Tuesday, August 26, 2008

Using Back References with String replaceAll method

This is small problem i was facing the other day and couldn't find much information about it on the web so thought i would blog about it.

The problem is how to use back references in Java regular expressions.

The problem is this. Say i have a String like so

"orderM8orderA3orderX2NoReturn"

and i want to turn it into a String like so:

"order M#8 order A#3 orderX#2 NoReturn"

i can do this:

String test = "orderM8orderA3orderX2NoReturn";

String replaced = test.replaceAll("([A-Z])([0-9])", " $1#$2 ");

What happens here is:

  1. first create two regular expression for matching all capital letters [A-Z] and all single digits [0-9]
  2. Next i then put each of these in a group. using ( ) brackets. The grouping means that the match is remembered and can be referenced by the replace string.
  3. In the replace string i can then reference the matches via the $n notation where n = the number of the group.

So what happens is: The regular expression processor moves along the string looking for cases of a capital letter next to a digit. When it find them it stores the capital letter in a group 1 and the digit in group 2.

So i want to replace the original match with another string i can.

Also note. The whole expression is automatically added to an implicit group zero 0 that is a group of the whole expression.

String replaced = test.replaceAll("([A-Z])([0-9])", " '$0' ");

will give

order 'M8' order 'A3' order 'X2' NoReturn
IMPORTANT NOTE:

The javadoc says that you reference back references with '\n' (were n = number) but that is not true. That does not work you need to use '$n'. The javadoc is wrong and needs to be updated.

Pattern javadoc

Hope this helps :)

5 comments:

Xhiris said...

As of Groovy 1.6.3, this doesn't seem to work.

You get the error "illegal string body character after dollar sign [...]

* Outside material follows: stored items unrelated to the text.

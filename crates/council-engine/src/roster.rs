//! Producer roster
//!
//! Maps each role to the producer that speaks for it. A roster is assembled
//! before a pipeline is built and never changes afterwards.

use council_core::{Error, Producer, Result, Role, RoleMap};
use std::sync::Arc;

/// Producers keyed by role
#[derive(Clone, Default)]
pub struct Roster {
    producers: RoleMap<Arc<dyn Producer>>,
}

impl std::fmt::Debug for Roster {
    fn fmt(&self, f: &mut std::fmt::Formatter<'_>) -> std::fmt::Result {
        f.debug_struct("Roster")
            .field("roles", &self.producers.roles().collect::<Vec<_>>())
            .finish()
    }
}

impl Roster {
    /// Create an empty roster
    pub fn new() -> Self {
        Self::default()
    }

    /// Add a producer under its own role, replacing any previous one
    pub fn with(mut self, producer: Arc<dyn Producer>) -> Self {
        self.register(producer);
        self
    }

    /// Register a producer under its own role
    pub fn register(&mut self, producer: Arc<dyn Producer>) {
        self.producers.insert(producer.role(), producer);
    }

    /// Get the producer for a role
    pub fn get(&self, role: Role) -> Option<Arc<dyn Producer>> {
        self.producers.get(role).cloned()
    }

    /// Resolve producers for the given roles, in the given order
    pub fn resolve(&self, roles: &[Role]) -> Result<Vec<(Role, Arc<dyn Producer>)>> {
        roles
            .iter()
            .map(|role| {
                self.get(*role)
                    .map(|producer| (*role, producer))
                    .ok_or_else(|| {
                        Error::Configuration(format!("no producer registered for role '{role}'"))
                    })
            })
            .collect()
    }

    /// Registered roles, in registration order
    pub fn roles(&self) -> Vec<Role> {
        self.producers.roles().collect()
    }

    /// Number of registered producers
    pub fn len(&self) -> usize {
        self.producers.len()
    }

    /// Check if the roster is empty
    pub fn is_empty(&self) -> bool {
        self.producers.is_empty()
    }
}

#[cfg(test)]
mod tests {
    use super::*;
    use crate::testing::ScriptedProducer;

    #[test]
    fn test_resolve_in_requested_order() {
        let roster = Roster::new()
            .with(Arc::new(ScriptedProducer::buy(Role::Technical, 0.8)))
            .with(Arc::new(ScriptedProducer::sell(Role::Fundamental, 0.6)));

        let resolved = roster
            .resolve(&[Role::Fundamental, Role::Technical])
            .unwrap();
        let roles: Vec<Role> = resolved.iter().map(|(r, _)| *r).collect();
        assert_eq!(roles, vec![Role::Fundamental, Role::Technical]);
        assert_eq!(roster.len(), 2);
    }

    #[test]
    fn test_resolve_missing_role() {
        let roster = Roster::new().with(Arc::new(ScriptedProducer::buy(Role::News, 0.5)));
        let Err(err) = roster.resolve(&[Role::News, Role::Technical]) else {
            panic!("resolving an unregistered role should fail");
        };
        assert!(err.to_string().contains("technical"));
    }
}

Use single quotes (') or slash (/) to delimit the replacement string and it works fine.

lopik said...

Thanks for your post, i was just struggling with \1 backreferences not working.. $1 works perfect for me. (using String.replaceAll(String,String) )

Anonymous said...

Helped a lot. Thanks

dracularKing said...

thanks, it's pretty useful to me

drac

Anonymous said...

\1 backreferences work in the regex argument, not in the replacement argument.